Hello folks, and welcome back to Wrong Every Time. The day of Kessoku Band’s long-awaited second performance has dawned cold and gloomy, a torrential rain greeting our would-be rockers. To Bocchi, this is clearly a sign of a doomed performance to come, and it’s certainly undeniable that awful weather makes folks less likely to get out and about. But Starry is a niche club with a reliable clientele, and a little rain never hurt anyone; they may not get as much foot traffic, but those tickets they sold will surely earn them some spectators.

Regardless, the big question here is not whether anyone will show up, but rather if Bocchi and company are truly ready to perform for them. The band was frankly a wreck the last time they performed, and though Nijika’s sister is accommodating, she’s not going to torpedo her club for the sake of her sister’s idle ambitions. As such, this performance will serve as a referendum on exactly how far our protagonists have grown. Are Ryo and Nijika at the point where they can trust their bandmates, and not just play in their own little world? Has Kita mastered the guitar sufficiently that she can both play and sing at once? And most of all, will Bocchi be able to look up from her guitar while playing with confidence, and experience that incomparable rush of communicating your heart’s voice to a crowd, and being met with love in return?
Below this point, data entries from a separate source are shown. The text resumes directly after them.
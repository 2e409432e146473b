use std::error::Error as StdError;
use std::fmt;

#[derive(Clone, Copy, Debug, Eq, PartialEq)]
pub enum ErrorKind {
    Internal,
    Usage,
    Parse,
    Generate,
    Io,
}

#[derive(Debug)]
pub struct Error {
    kind: ErrorKind,
    message: Option<String>,
    hint: Option<String>,
    source: Option<Box<dyn StdError + Send + Sync>>,
}

impl Error {
    pub fn new(kind: ErrorKind) -> Self {
        Self {
            kind,
            message: None,
            hint: None,
            source: None,
        }
    }

    pub fn kind(&self) -> ErrorKind {
        self.kind
    }

    pub fn with_message(mut self, message: impl Into<String>) -> Self {
        self.message = Some(message.into());
        self
    }

    pub fn with_hint(mut self, hint: impl Into<String>) -> Self {
        self.hint = Some(hint.into());
        self
    }

    pub fn with_source(mut self, source: impl StdError + Send + Sync + 'static) -> Self {
        self.source = Some(Box::new(source));
        self
    }

    pub fn message(&self) -> Option<&str> {
        self.message.as_deref()
    }

    pub fn hint(&self) -> Option<&str> {
        self.hint.as_deref()
    }
}

impl fmt::Display for Error {
    fn fmt(&self, f: &mut fmt::Formatter<'_>) -> fmt::Result {
        write!(f, "{:?}", self.kind)?;
        if let Some(message) = &self.message {
            write!(f, ": {message}")?;
        }
        if let Some(source) = &self.source {
            write!(f, " ({source})")?;
        }
        Ok(())
    }
}

impl StdError for Error {
    fn source(&self) -> Option<&(dyn StdError + 'static)> {
        self.source
            .as_ref()
            .map(|source| source.as_ref() as &(dyn StdError + 'static))
    }
}

pub fn to_exit_code(kind: ErrorKind) -> i32 {
    match kind {
        ErrorKind::Internal => 1,
        ErrorKind::Usage => 2,
        ErrorKind::Parse => 3,
        ErrorKind::Generate => 4,
        ErrorKind::Io => 5,
    }
}

#[cfg(test)]
mod tests {
    use super::{to_exit_code, Error, ErrorKind};

    #[test]
    fn exit_code_mapping_is_stable() {
        let cases = [
            (ErrorKind::Internal, 1),
            (ErrorKind::Usage, 2),
            (ErrorKind::Parse, 3),
            (ErrorKind::Generate, 4),
            (ErrorKind::Io, 5),
        ];

        for (kind, code) in cases {
            assert_eq!(to_exit_code(kind), code);
        }
    }

    #[test]
    fn display_includes_message() {
        let err = Error::new(ErrorKind::Parse).with_message("cannot parse");
        assert_eq!(err.to_string(), "Parse: cannot parse");
    }
}
//! Configuration management for census-catalog using the prefer crate.

use std::path::{Path, PathBuf};

use serde::{Deserialize, Serialize};
use thiserror::Error;

/// Well-known location of the Census Bureau data catalog.
pub const DEFAULT_CATALOG_URL: &str = "https://api.census.gov/data.json";

/// Default response format for detail endpoints.
pub const DEFAULT_MEDIA_TYPE: &str = "json";

/// Environment variable overriding the catalog URL.
pub const ENV_CATALOG_URL: &str = "CENSUS_CATALOG_URL";

/// Environment variable overriding the request timeout (seconds).
pub const ENV_REQUEST_TIMEOUT: &str = "CENSUS_REQUEST_TIMEOUT";

#[derive(Debug, Error)]
pub enum ConfigError {
    #[error("Failed to read config file {path}: {source}")]
    Read {
        path: PathBuf,
        #[source]
        source: std::io::Error,
    },
    #[error("Failed to parse {format} config: {message}")]
    Parse { format: &'static str, message: String },
    #[error("Invalid catalog URL '{url}': {source}")]
    InvalidUrl {
        url: String,
        #[source]
        source: url::ParseError,
    },
    #[error("Invalid request timeout '{0}': expected whole seconds")]
    InvalidTimeout(String),
    #[error("Media type must not be empty")]
    EmptyMediaType,
}

/// Application settings.
#[derive(Debug, Clone, PartialEq)]
pub struct Settings {
    /// URL of the top-level catalog document.
    pub catalog_url: String,
    /// User agent for HTTP requests (None = built-in default).
    pub user_agent: Option<String>,
    /// Request timeout in seconds. None means no timeout is applied.
    pub request_timeout: Option<u64>,
    /// Response format used when building detail endpoint URLs.
    pub media_type: String,
}

impl Default for Settings {
    fn default() -> Self {
        Self {
            catalog_url: DEFAULT_CATALOG_URL.to_string(),
            user_agent: None,
            request_timeout: None,
            media_type: DEFAULT_MEDIA_TYPE.to_string(),
        }
    }
}

impl Settings {
    /// Check that the settings are usable before any request is made.
    pub fn validate(&self) -> Result<(), ConfigError> {
        url::Url::parse(&self.catalog_url).map_err(|source| ConfigError::InvalidUrl {
            url: self.catalog_url.clone(),
            source,
        })?;
        if self.media_type.trim().is_empty() {
            return Err(ConfigError::EmptyMediaType);
        }
        Ok(())
    }

    /// Apply environment overrides using the given lookup.
    ///
    /// Empty values are ignored.
    pub fn apply_env_overrides<F>(&mut self, lookup: F) -> Result<(), ConfigError>
    where
        F: Fn(&str) -> Option<String>,
    {
        if let Some(url) = lookup(ENV_CATALOG_URL).filter(|s| !s.is_empty()) {
            tracing::debug!("Using {} from environment: {}", ENV_CATALOG_URL, url);
            self.catalog_url = url;
        }
        if let Some(raw) = lookup(ENV_REQUEST_TIMEOUT).filter(|s| !s.is_empty()) {
            let secs = raw
                .trim()
                .parse::<u64>()
                .map_err(|_| ConfigError::InvalidTimeout(raw.clone()))?;
            tracing::debug!("Using {} from environment: {}s", ENV_REQUEST_TIMEOUT, secs);
            self.request_timeout = Some(secs);
        }
        Ok(())
    }
}

/// Configuration file structure.
#[derive(Debug, Clone, Default, Serialize, Deserialize, prefer::FromValue)]
pub struct Config {
    /// Catalog document URL.
    #[serde(default, skip_serializing_if = "Option::is_none")]
    pub catalog_url: Option<String>,
    /// User agent string.
    #[serde(default, skip_serializing_if = "Option::is_none")]
    pub user_agent: Option<String>,
    /// Request timeout in seconds.
    #[serde(default, skip_serializing_if = "Option::is_none")]
    pub request_timeout: Option<u64>,
    /// Detail endpoint response format.
    #[serde(default, skip_serializing_if = "Option::is_none")]
    pub media_type: Option<String>,
    /// Path to the config file this was loaded from (not serialized).
    #[serde(skip)]
    #[prefer(skip)]
    pub source_path: Option<PathBuf>,
}

impl Config {
    /// Load configuration using prefer crate for discovery.
    /// Falls back to defaults when no file is found or it cannot be parsed.
    pub async fn load() -> Self {
        match prefer::load("census-catalog").await {
            Ok(pref_config) => {
                if let Some(path) = pref_config.source_path() {
                    match Self::load_from_path(path).await {
                        Ok(config) => config,
                        Err(e) => {
                            tracing::warn!("Ignoring config file {}: {}", path.display(), e);
                            Self::default()
                        }
                    }
                } else {
                    Self::default()
                }
            }
            Err(_) => Self::default(),
        }
    }

    /// Load configuration from a specific file path.
    /// Supports JSON, TOML and YAML based on file extension.
    pub async fn load_from_path(path: &Path) -> Result<Self, ConfigError> {
        let contents =
            tokio::fs::read_to_string(path)
                .await
                .map_err(|source| ConfigError::Read {
                    path: path.to_path_buf(),
                    source,
                })?;

        let ext = path.extension().and_then(|e| e.to_str()).unwrap_or("json");
        let mut config = Self::parse(&contents, ext)?;
        config.source_path = Some(path.to_path_buf());
        Ok(config)
    }

    /// Parse configuration text in the format implied by `ext`.
    pub fn parse(contents: &str, ext: &str) -> Result<Self, ConfigError> {
        match ext {
            "toml" => toml::from_str(contents).map_err(|e| ConfigError::Parse {
                format: "TOML",
                message: e.to_string(),
            }),
            "yaml" | "yml" => serde_yaml::from_str(contents).map_err(|e| ConfigError::Parse {
                format: "YAML",
                message: e.to_string(),
            }),
            _ => serde_json::from_str(contents).map_err(|e| ConfigError::Parse {
                format: "JSON",
                message: e.to_string(),
            }),
        }
    }

    /// Apply configuration to settings.
    pub fn apply_to_settings(&self, settings: &mut Settings) {
        if let Some(ref url) = self.catalog_url {
            settings.catalog_url = url.clone();
        }
        if let Some(ref user_agent) = self.user_agent {
            settings.user_agent = Some(user_agent.clone());
        }
        if let Some(timeout) = self.request_timeout {
            settings.request_timeout = Some(timeout);
        }
        if let Some(ref media_type) = self.media_type {
            settings.media_type = media_type.clone();
        }
    }
}

/// Options controlling where settings come from.
#[derive(Debug, Clone, Default)]
pub struct LoadOptions {
    /// Explicit config file path (`~` is expanded).
    pub config_path: Option<PathBuf>,
    /// Timeout given on the command line; wins over everything else.
    pub timeout_override: Option<u64>,
}

/// Resolve settings: defaults, then config file, then environment, then flags.
pub async fn load_settings(options: &LoadOptions) -> Result<Settings, ConfigError> {
    let config = match options.config_path {
        Some(ref path) => {
            let expanded = shellexpand::tilde(&path.to_string_lossy()).into_owned();
            Config::load_from_path(Path::new(&expanded)).await?
        }
        None => Config::load().await,
    };

    let mut settings = Settings::default();
    config.apply_to_settings(&mut settings);
    settings.apply_env_overrides(|key| std::env::var(key).ok())?;

    if let Some(timeout) = options.timeout_override {
        settings.request_timeout = Some(timeout);
    }

    settings.validate()?;
    Ok(settings)
}

#[cfg(test)]
mod tests {
    use super::*;
    use std::collections::HashMap;
    use std::io::Write;

    #[test]
    fn test_default_settings() {
        let settings = Settings::default();
        assert_eq!(settings.catalog_url, DEFAULT_CATALOG_URL);
        assert_eq!(settings.media_type, "json");
        assert!(settings.request_timeout.is_none());
        assert!(settings.validate().is_ok());
    }

    #[test]
    fn test_parse_toml() {
        let config = Config::parse(
            "catalog_url = \"http://localhost:8080/data.json\"\nrequest_timeout = 10\n",
            "toml",
        )
        .unwrap();
        assert_eq!(
            config.catalog_url.as_deref(),
            Some("http://localhost:8080/data.json")
        );
        assert_eq!(config.request_timeout, Some(10));
        assert!(config.media_type.is_none());
    }

    #[test]
    fn test_parse_yaml_and_json() {
        let yaml = Config::parse("media_type: html\n", "yml").unwrap();
        assert_eq!(yaml.media_type.as_deref(), Some("html"));

        let json = Config::parse(r#"{"user_agent": "Bot/1"}"#, "json").unwrap();
        assert_eq!(json.user_agent.as_deref(), Some("Bot/1"));
    }

    #[test]
    fn test_parse_error_names_format() {
        let err = Config::parse("request_timeout = [", "toml").unwrap_err();
        assert!(err.to_string().contains("TOML"));
    }

    #[test]
    fn test_apply_to_settings_only_overrides_present_fields() {
        let config = Config {
            request_timeout: Some(5),
            ..Config::default()
        };
        let mut settings = Settings::default();
        config.apply_to_settings(&mut settings);
        assert_eq!(settings.request_timeout, Some(5));
        assert_eq!(settings.catalog_url, DEFAULT_CATALOG_URL);
    }

    #[test]
    fn test_env_overrides() {
        let env: HashMap<&str, &str> = [
            (ENV_CATALOG_URL, "http://127.0.0.1:9000/data.json"),
            (ENV_REQUEST_TIMEOUT, "30"),
        ]
        .into_iter()
        .collect();

        let mut settings = Settings::default();
        settings
            .apply_env_overrides(|key| env.get(key).map(|v| v.to_string()))
            .unwrap();
        assert_eq!(settings.catalog_url, "http://127.0.0.1:9000/data.json");
        assert_eq!(settings.request_timeout, Some(30));
    }

    #[test]
    fn test_env_override_bad_timeout() {
        let mut settings = Settings::default();
        let err = settings
            .apply_env_overrides(|key| (key == ENV_REQUEST_TIMEOUT).then(|| "soon".to_string()))
            .unwrap_err();
        assert!(matches!(err, ConfigError::InvalidTimeout(_)));
    }

    #[test]
    fn test_validate_rejects_bad_url() {
        let settings = Settings {
            catalog_url: "not a url".to_string(),
            ..Settings::default()
        };
        assert!(matches!(
            settings.validate(),
            Err(ConfigError::InvalidUrl { .. })
        ));
    }

    #[tokio::test]
    async fn test_load_from_path() {
        let mut file = tempfile::Builder::new().suffix(".toml").tempfile().unwrap();
        writeln!(file, "user_agent = \"FileBot/1.0\"").unwrap();

        let config = Config::load_from_path(file.path()).await.unwrap();
        assert_eq!(config.user_agent.as_deref(), Some("FileBot/1.0"));
        assert_eq!(config.source_path.as_deref(), Some(file.path()));
    }

    #[tokio::test]
    async fn test_load_settings_with_explicit_path_and_override() {
        let mut file = tempfile::Builder::new().suffix(".json").tempfile().unwrap();
        write!(file, r#"{{"request_timeout": 12, "media_type": "json"}}"#).unwrap();

        let options = LoadOptions {
            config_path: Some(file.path().to_path_buf()),
            timeout_override: Some(3),
        };
        let settings = load_settings(&options).await.unwrap();
        assert_eq!(settings.request_timeout, Some(3));
    }

    #[tokio::test]
    async fn test_load_settings_missing_file() {
        let options = LoadOptions {
            config_path: Some(PathBuf::from("/nonexistent/census-catalog.toml")),
            timeout_override: None,
        };
        assert!(matches!(
            load_settings(&options).await,
            Err(ConfigError::Read { .. })
        ));
    }
}
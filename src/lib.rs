//! census-catalog - Census Bureau data catalog client.
//!
//! Fetches the public catalog at `https://api.census.gov/data.json` and the
//! per-dataset detail endpoints, and reshapes the nested JSON into flat,
//! column-ordered tables.

pub mod catalog;
pub mod cli;
pub mod coerce;
pub mod config;
pub mod dataset;
pub mod http_client;
pub mod metadata;
pub mod table;

pub use catalog::{
    build_dataset_table, count_nested_labels, normalize_datetime, CatalogClient, CatalogEntry,
    CatalogError, CatalogSnapshot, DatasetTable,
};
pub use config::{load_settings, Config, LoadOptions, Settings};
pub use dataset::{
    build_geographies_table, build_groups_table, build_variables_table, DatasetSource,
    DetailFetchWarning, DetailKind, GeographyRecord, GroupRecord, VariableRecord,
};
pub use http_client::{Fetch, FetchError, HttpClient, HttpResponse};
pub use metadata::{DatasetMetadata, MetadataProjector};
pub use table::Table;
This concert being a disaster seems like it’d be a bit mean-spirited even for Bocchi, so I’m excited to see how all our rockers conduct themselves. The great trick of music dramas is that they can harness the power of musical performance as narrative, character-reflective statements, resulting in expressions of selfhood as powerful as the impromptu jam sessions of Kids on the Slope, or the rambling performances of On-Gaku, or the transcendent climax of Liz and the Blue Bird. All of those moments count among my favorites in animation, and I’m eager to see what Bocchi can pull off. Let’s get to it!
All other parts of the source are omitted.